## INSTRUCTIONS FOR THE TASK
Note each line in the data holding the string "usize" and report it.

-- Opening Marker --

//! Precedence-climbing recursive-descent parser implementing spec §4.1's
//! grammar, grounded on `original_source/sql_expr_parser.py`'s pyparsing
//! `infixNotation` level table (translated here into explicit functions,
//! one per precedence level, rather than a combinator list).

use super::ast::{Ast, BinaryOp, UnaryOp};
use super::lexer::{tokenize, Keyword, NumberLit, ParseError, Token};

pub fn parse(input: &str) -> Result<Ast, ParseError> {
    let tokens = tokenize(input)?;
    let mut parser = Parser { tokens, pos: 0 };
    let ast = parser.parse_or()?;
    parser.expect_eof()?;
    Ok(ast)
}

struct Parser {
    tokens: Vec<Token>,
    pos: usize,
}

impl Parser {
    fn peek(&self) -> &Token {
        &self.tokens[self.pos]
    }

    fn advance(&mut self) -> Token {
        let tok = self.tokens[self.pos].clone();
        if self.pos + 1 < self.tokens.len() {
            self.pos += 1;
        }
        tok
    }

    fn expect_eof(&self) -> Result<(), ParseError> {
        match self.peek() {
            Token::Eof => Ok(()),
            other => Err(ParseError::UnexpectedToken(format!("{other:?}"))),
        }
    }

    fn expect_op(&mut self, op: &'static str) -> Result<(), ParseError> {
        match self.peek() {
            Token::Op(o) if *o == op => {
                self.advance();
                Ok(())
            }
            other => Err(ParseError::UnexpectedToken(format!("expected '{op}', found {other:?}"))),
        }
    }

    fn expect_lparen(&mut self) -> Result<(), ParseError> {
        match self.peek() {
            Token::LParen => {
                self.advance();
                Ok(())
            }
            other => Err(ParseError::UnexpectedToken(format!("expected '(', found {other:?}"))),
        }
    }

    fn expect_rparen(&mut self) -> Result<(), ParseError> {
        match self.peek() {
            Token::RParen => {
                self.advance();
                Ok(())
            }
            other => Err(ParseError::UnexpectedToken(format!("expected ')', found {other:?}"))),
        }
    }

    fn expect_keyword(&mut self, kw: Keyword) -> Result<(), ParseError> {
        match self.peek() {
            Token::Keyword(k) if *k == kw => {
                self.advance();
                Ok(())
            }
            other => Err(ParseError::UnexpectedToken(format!("expected {kw:?}, found {other:?}"))),
        }
    }

    // Level 9 (loosest): OR
    fn parse_or(&mut self) -> Result<Ast, ParseError> {
        let mut lhs = self.parse_and()?;
        while matches!(self.peek(), Token::Keyword(Keyword::Or)) {
            self.advance();
            let rhs = self.parse_and()?;
            lhs = Ast::Binary(BinaryOp::Or, Box::new(lhs), Box::new(rhs));
        }
        Ok(lhs)
    }

    // Level 9: AND (binds tighter than OR)
    fn parse_and(&mut self) -> Result<Ast, ParseError> {
        let mut lhs = self.parse_between()?;
        while matches!(self.peek(), Token::Keyword(Keyword::And)) {
            self.advance();
            let rhs = self.parse_between()?;
            lhs = Ast::Binary(BinaryOp::And, Box::new(lhs), Box::new(rhs));
        }
        Ok(lhs)
    }

    // Level 8: [NOT] BETWEEN low AND high
    fn parse_between(&mut self) -> Result<Ast, ParseError> {
        let expr = self.parse_equality()?;
        let negate = if matches!(self.peek(), Token::Keyword(Keyword::Not)) {
            // could be NOT BETWEEN, NOT IN, NOT LIKE — only consume here if
            // followed by BETWEEN.
            if matches!(self.tokens.get(self.pos + 1), Some(Token::Keyword(Keyword::Between))) {
                self.advance();
                true
            } else {
                false
            }
        } else {
            false
        };
        if matches!(self.peek(), Token::Keyword(Keyword::Between)) {
            self.advance();
            let low = self.parse_equality()?;
            self.expect_keyword(Keyword::And)?;
            let high = self.parse_equality()?;
            return Ok(Ast::Between(Box::new(expr), Box::new(low), Box::new(high), negate));
        }
        if negate {
            // We consumed NOT speculatively expecting BETWEEN; since it
            // wasn't there, this is a malformed expression.
            return Err(ParseError::UnexpectedToken("expected BETWEEN after NOT".to_string()));
        }
        Ok(expr)
    }

    // Level 7: =, !=/<>, IS, IN (list), NOT IN (list), LIKE, NOT LIKE
    fn parse_equality(&mut self) -> Result<Ast, ParseError> {
        let mut lhs = self.parse_comparison()?;
        loop {
            match self.peek().clone() {
                Token::Op(op @ ("=" | "!=" | "<>")) => {
                    self.advance();
                    let rhs = self.parse_comparison()?;
                    let bop = if op == "=" { BinaryOp::Eq } else { BinaryOp::Ne };
                    lhs = Ast::Binary(bop, Box::new(lhs), Box::new(rhs));
                }
                Token::Keyword(Keyword::Is) => {
                    self.advance();
                    lhs = self.parse_is_tail(lhs)?;
                }
                Token::Keyword(Keyword::In) => {
                    self.advance();
                    lhs = self.parse_in_tail(lhs, false)?;
                }
                Token::Keyword(Keyword::Like) => {
                    self.advance();
                    let pattern = self.parse_comparison()?;
                    lhs = Ast::Like(Box::new(lhs), Box::new(pattern), false);
                }
                Token::Keyword(Keyword::Not) => {
                    match self.tokens.get(self.pos + 1) {
                        Some(Token::Keyword(Keyword::In)) => {
                            self.advance();
                            self.advance();
                            lhs = self.parse_in_tail(lhs, true)?;
                        }
                        Some(Token::Keyword(Keyword::Like)) => {
                            self.advance();
                            self.advance();
                            let pattern = self.parse_comparison()?;
                            lhs = Ast::Like(Box::new(lhs), Box::new(pattern), true);
                        }
                        _ => break,
                    }
                }
                _ => break,
            }
        }
        Ok(lhs)
    }

    fn parse_is_tail(&mut self, lhs: Ast) -> Result<Ast, ParseError> {
        // Here for `a IS b` reached via the equality level when postfix `IS
        // NULL` wasn't already consumed right after the primary (e.g. `1 IS
        // 1`). `IS NULL`/`IS NOT NULL` are normally swallowed by
        // `parse_postfix`, so reaching here with NULL means the grammar saw
        // a standalone `IS` not immediately following a primary — treat
        // identically for simplicity.
        if matches!(self.peek(), Token::Keyword(Keyword::Not)) {
            self.advance();
            self.expect_keyword(Keyword::Null)?;
            return Ok(Ast::IsNull(Box::new(lhs), true));
        }
        if matches!(self.peek(), Token::Keyword(Keyword::Null)) {
            self.advance();
            return Ok(Ast::IsNull(Box::new(lhs), false));
        }
        let rhs = self.parse_comparison()?;
        Ok(Ast::Binary(BinaryOp::Is, Box::new(lhs), Box::new(rhs)))
    }

    fn parse_in_tail(&mut self, lhs: Ast, negate: bool) -> Result<Ast, ParseError> {
        self.expect_lparen()?;
        let mut items = Vec::new();
        if !matches!(self.peek(), Token::RParen) {
            loop {
                items.push(self.parse_or()?);
                if matches!(self.peek(), Token::Comma) {
                    self.advance();
                    continue;
                }
                break;
            }
        }
        self.expect_rparen()?;
        Ok(Ast::In(Box::new(lhs), items, negate))
    }

    // Level 6: <, <=, >, >=
    fn parse_comparison(&mut self) -> Result<Ast, ParseError> {
        let mut lhs = self.parse_additive()?;
        loop {
            let op = match self.peek() {
                Token::Op("<") => BinaryOp::Lt,
                Token::Op("<=") => BinaryOp::Le,
                Token::Op(">") => BinaryOp::Gt,
                Token::Op(">=") => BinaryOp::Ge,
                _ => break,
            };
            self.advance();
            let rhs = self.parse_additive()?;
            lhs = Ast::Binary(op, Box::new(lhs), Box::new(rhs));
        }
        Ok(lhs)
    }

    // Level 5: +, -
    fn parse_additive(&mut self) -> Result<Ast, ParseError> {
        let mut lhs = self.parse_multiplicative()?;
        loop {
            let op = match self.peek() {
                Token::Op("+") => BinaryOp::Add,
                Token::Op("-") => BinaryOp::Sub,
                _ => break,
            };
            self.advance();
            let rhs = self.parse_multiplicative()?;
            lhs = Ast::Binary(op, Box::new(lhs), Box::new(rhs));
        }
        Ok(lhs)
    }

    // Level 4: *, /, %
    fn parse_multiplicative(&mut self) -> Result<Ast, ParseError> {
        let mut lhs = self.parse_concat()?;
        loop {
            let op = match self.peek() {
                Token::Op("*") => BinaryOp::Mul,
                Token::Op("/") => BinaryOp::Div,
                Token::Op("%") => BinaryOp::Mod,
                _ => break,
            };
            self.advance();
            let rhs = self.parse_concat()?;
            lhs = Ast::Binary(op, Box::new(lhs), Box::new(rhs));
        }
        Ok(lhs)
    }

    // Level 3: ||
    fn parse_concat(&mut self) -> Result<Ast, ParseError> {
        let mut lhs = self.parse_unary()?;
        while matches!(self.peek(), Token::Op("||")) {
            self.advance();
            let rhs = self.parse_unary()?;
            lhs = Ast::Binary(BinaryOp::Concat, Box::new(lhs), Box::new(rhs));
        }
        Ok(lhs)
    }

    // Level 2: unary prefix +, -, NOT; postfix IS [NOT] NULL
    fn parse_unary(&mut self) -> Result<Ast, ParseError> {
        match self.peek().clone() {
            Token::Op("-") => {
                self.advance();
                Ok(Ast::Unary(UnaryOp::Neg, Box::new(self.parse_unary()?)))
            }
            Token::Op("+") => {
                self.advance();
                Ok(Ast::Unary(UnaryOp::Plus, Box::new(self.parse_unary()?)))
            }
            Token::Keyword(Keyword::Not) => {
                self.advance();
                Ok(Ast::Unary(UnaryOp::Not, Box::new(self.parse_unary()?)))
            }
            _ => self.parse_postfix(),
        }
    }

    fn parse_postfix(&mut self) -> Result<Ast, ParseError> {
        let mut expr = self.parse_primary()?;
        loop {
            if matches!(self.peek(), Token::Keyword(Keyword::Is)) {
                let save = self.pos;
                self.advance();
                if matches!(self.peek(), Token::Keyword(Keyword::Null)) {
                    self.advance();
                    expr = Ast::IsNull(Box::new(expr), false);
                    continue;
                }
                if matches!(self.peek(), Token::Keyword(Keyword::Not))
                    && matches!(self.tokens.get(self.pos + 1), Some(Token::Keyword(Keyword::Null)))
                {
                    self.advance();
                    self.advance();
                    expr = Ast::IsNull(Box::new(expr), true);
                    continue;
                }
                // Not `IS NULL`/`IS NOT NULL` — rewind, let parse_equality
                // handle a plain `IS` comparison.
                self.pos = save;
            }
            break;
        }
        Ok(expr)
    }

    // Level 1: literals, identifiers, parenthesized expr, value list
    fn parse_primary(&mut self) -> Result<Ast, ParseError> {
        match self.advance() {
            Token::Number(NumberLit::Int(i)) => Ok(Ast::Int(i)),
            Token::Number(NumberLit::Float(bits)) => Ok(Ast::Float(f64::from_bits(bits))),
            Token::Str(s) => Ok(Ast::Str(s)),
            Token::Keyword(Keyword::Null) => Ok(Ast::Null),
            Token::Ident(name) => Ok(Ast::Ident(name)),
            Token::LParen => {
                let mut items = vec![self.parse_or()?];
                while matches!(self.peek(), Token::Comma) {
                    self.advance();
                    items.push(self.parse_or()?);
                }
                self.expect_rparen()?;
                if items.len() == 1 {
                    Ok(items.into_iter().next().expect("just pushed one item"))
                } else {
                    Ok(Ast::List(items))
                }
            }
            other => Err(ParseError::UnexpectedToken(format!("{other:?}"))),
        }
    }
}

#[cfg(test)]
mod tests {
    use super::*;

    #[test]
    fn parses_precedence_correctly() {
        // AND binds tighter than OR, so this is (a=1) OR (b=2 AND c=3)
        let ast = parse("a = 1 OR b = 2 AND c = 3").unwrap();
        match ast {
            Ast::Binary(BinaryOp::Or, _, rhs) => {
                assert!(matches!(*rhs, Ast::Binary(BinaryOp::And, _, _)));
            }
            other => panic!("unexpected shape: {other:?}"),
        }
    }

    #[test]
    fn parses_between_without_eating_outer_and() {
        let ast = parse("x BETWEEN 1 AND 10 AND y = 1").unwrap();
        assert!(matches!(ast, Ast::Binary(BinaryOp::And, _, _)));
    }

    #[test]
    fn parses_is_null_postfix() {
        let ast = parse("x IS NOT NULL").unwrap();
        assert_eq!(ast, Ast::IsNull(Box::new(Ast::Ident("X".to_string())), true));
    }

    #[test]
    fn parses_in_list() {
        let ast = parse("x NOT IN (1, 2, 3)").unwrap();
        match ast {
            Ast::In(_, items, true) => assert_eq!(items.len(), 3),
            other => panic!("unexpected shape: {other:?}"),
        }
    }

    #[test]
    fn parses_like() {
        let ast = parse("name LIKE 'A%'").unwrap();
        assert!(matches!(ast, Ast::Like(_, _, false)));
    }

    #[test]
    fn rejects_trailing_garbage() {
        assert!(parse("1 + 1)").is_err());
    }

    #[test]
    fn parses_value_list_as_a_primary() {
        let ast = parse("(1, 2, 3)").unwrap();
        match ast {
            Ast::List(items) => assert_eq!(items.len(), 3),
            other => panic!("unexpected shape: {other:?}"),
        }
    }

    #[test]
    fn parses_value_list_compared_to_value_list() {
        let ast = parse("(1, 2) = (1, 2)").unwrap();
        match ast {
            Ast::Binary(BinaryOp::Eq, lhs, rhs) => {
                assert!(matches!(*lhs, Ast::List(_)));
                assert!(matches!(*rhs, Ast::List(_)));
            }
            other => panic!("unexpected shape: {other:?}"),
        }
    }

    #[test]
    fn single_parenthesized_expr_is_not_a_list() {
        let ast = parse("(1 + 2)").unwrap();
        assert!(matches!(ast, Ast::Binary(BinaryOp::Add, _, _)));
    }
}
//! Configuration
//!
//! Hierarchical configuration loading from:
//! - config.toml (default configuration)
//! - config.local.toml (git-ignored local overrides)
//! - environment variables (`SELECTENGINE_*` prefix)
//!
//! ```bash
//! SELECTENGINE_EXECUTION__JOBS=4
//! SELECTENGINE_LOGGING__LEVEL=debug
//! ```

use figment::providers::{Env, Format, Toml};
use figment::Figment;
use serde::{Deserialize, Serialize};

#[derive(Debug, Clone, Serialize, Deserialize)]
pub struct Config {
    #[serde(default)]
    pub io: IoConfig,
    #[serde(default)]
    pub execution: ExecutionConfig,
    #[serde(default)]
    pub logging: LoggingConfig,
}

/// Well-known file names within an input/output directory pair (spec §6).
#[derive(Debug, Clone, Serialize, Deserialize)]
pub struct IoConfig {
    #[serde(default = "default_input_csv")]
    pub input_csv: String,
    #[serde(default = "default_universe_json")]
    pub universe_json: String,
    #[serde(default = "default_selection_json")]
    pub selection_json: String,
}

fn default_input_csv() -> String {
    "input_data.csv".to_string()
}
fn default_universe_json() -> String {
    "universe.json".to_string()
}
fn default_selection_json() -> String {
    "selection.json".to_string()
}

impl Default for IoConfig {
    fn default() -> Self {
        IoConfig {
            input_csv: default_input_csv(),
            universe_json: default_universe_json(),
            selection_json: default_selection_json(),
        }
    }
}

/// Execution tuning: selections run embarrassingly parallel (spec §5).
#[derive(Debug, Clone, Serialize, Deserialize)]
pub struct ExecutionConfig {
    /// Worker threads for the selection-level rayon pool. 0 = rayon's
    /// default (all available cores).
    #[serde(default)]
    pub jobs: usize,

    /// Reject input tables wider than this many rows (None = unlimited).
    #[serde(default)]
    pub max_rows: Option<usize>,

    /// Reject plans that would materialize more than this many columns
    /// (None = unlimited).
    #[serde(default)]
    pub max_materialized_columns: Option<usize>,

    /// Soft wall-clock budget per selection, in seconds (None = unlimited).
    /// Checked after the selection's plan has run, not enforced mid-step.
    #[serde(default)]
    pub selection_timeout_secs: Option<u64>,
}

impl Default for ExecutionConfig {
    fn default() -> Self {
        ExecutionConfig {
            jobs: 0,
            max_rows: None,
            max_materialized_columns: None,
            selection_timeout_secs: None,
        }
    }
}

#[derive(Debug, Clone, Serialize, Deserialize)]
pub struct LoggingConfig {
    #[serde(default = "default_log_level")]
    pub level: String,
    #[serde(default = "default_log_format")]
    pub format: String,
}

fn default_log_level() -> String {
    "info".to_string()
}
fn default_log_format() -> String {
    "text".to_string()
}

impl Default for LoggingConfig {
    fn default() -> Self {
        LoggingConfig {
            level: default_log_level(),
            format: default_log_format(),
        }
    }
}

impl ExecutionConfig {
    pub fn resource_limits(&self) -> crate::exec::ResourceLimits {
        crate::exec::ResourceLimits {
            max_rows: self.max_rows,
            max_materialized_columns: self.max_materialized_columns,
            timeout: self.selection_timeout_secs.map(std::time::Duration::from_secs),
        }
    }
}

impl Default for Config {
    fn default() -> Self {
        Config {
            io: IoConfig::default(),
            execution: ExecutionConfig::default(),
            logging: LoggingConfig::default(),
        }
    }
}

impl Config {
    /// Merges `config.toml`, then `config.local.toml` (git-ignored local
    /// overrides), then `SELECTENGINE_*` environment variables, in that
    /// order. Every file is optional — a fresh checkout with no config
    /// files still loads the defaults above.
    pub fn load() -> Result<Self, figment::Error> {
        Figment::from(figment::providers::Serialized::defaults(Config::default()))
            .merge(Toml::file("config.toml"))
            .merge(Toml::file("config.local.toml"))
            .merge(Env::prefixed("SELECTENGINE_").split("__"))
            .extract()
    }

    pub fn from_file(path: &str) -> Result<Self, figment::Error> {
        Figment::from(figment::providers::Serialized::defaults(Config::default()))
            .merge(Toml::file(path))
            .merge(Env::prefixed("SELECTENGINE_").split("__"))
            .extract()
    }
}

#[cfg(test)]
mod tests {
    use super::*;

    #[test]
    fn default_config_has_well_known_file_names() {
        let config = Config::default();
        assert_eq!(config.io.input_csv, "input_data.csv");
        assert_eq!(config.io.universe_json, "universe.json");
        assert_eq!(config.io.selection_json, "selection.json");
    }

    #[test]
    fn default_config_serializes_to_toml() {
        let config = Config::default();
        let toml_str = toml::to_string(&config).unwrap();
        assert!(toml_str.contains("[io]"));
        assert!(toml_str.contains("[execution]"));
        assert!(toml_str.contains("[logging]"));
    }

    #[test]
    fn unset_limits_convert_to_unlimited_resource_limits() {
        let limits = ExecutionConfig::default().resource_limits();
        assert!(limits.max_rows.is_none());
        assert!(limits.max_materialized_columns.is_none());
        assert!(limits.timeout.is_none());
    }

    #[test]
    fn configured_limits_convert_through() {
        let exec = ExecutionConfig {
            jobs: 4,
            max_rows: Some(1_000),
            max_materialized_columns: Some(64),
            selection_timeout_secs: Some(30),
        };
        let limits = exec.resource_limits();
        assert_eq!(limits.max_rows, Some(1_000));
        assert_eq!(limits.max_materialized_columns, Some(64));
        assert_eq!(limits.timeout, Some(std::time::Duration::from_secs(30)));
    }
}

-- Closing Marker --

## SOLVED PROBLEM
    pos: usize,
    pub jobs: usize,
    pub max_rows: Option<usize>,
    pub max_materialized_columns: Option<usize>,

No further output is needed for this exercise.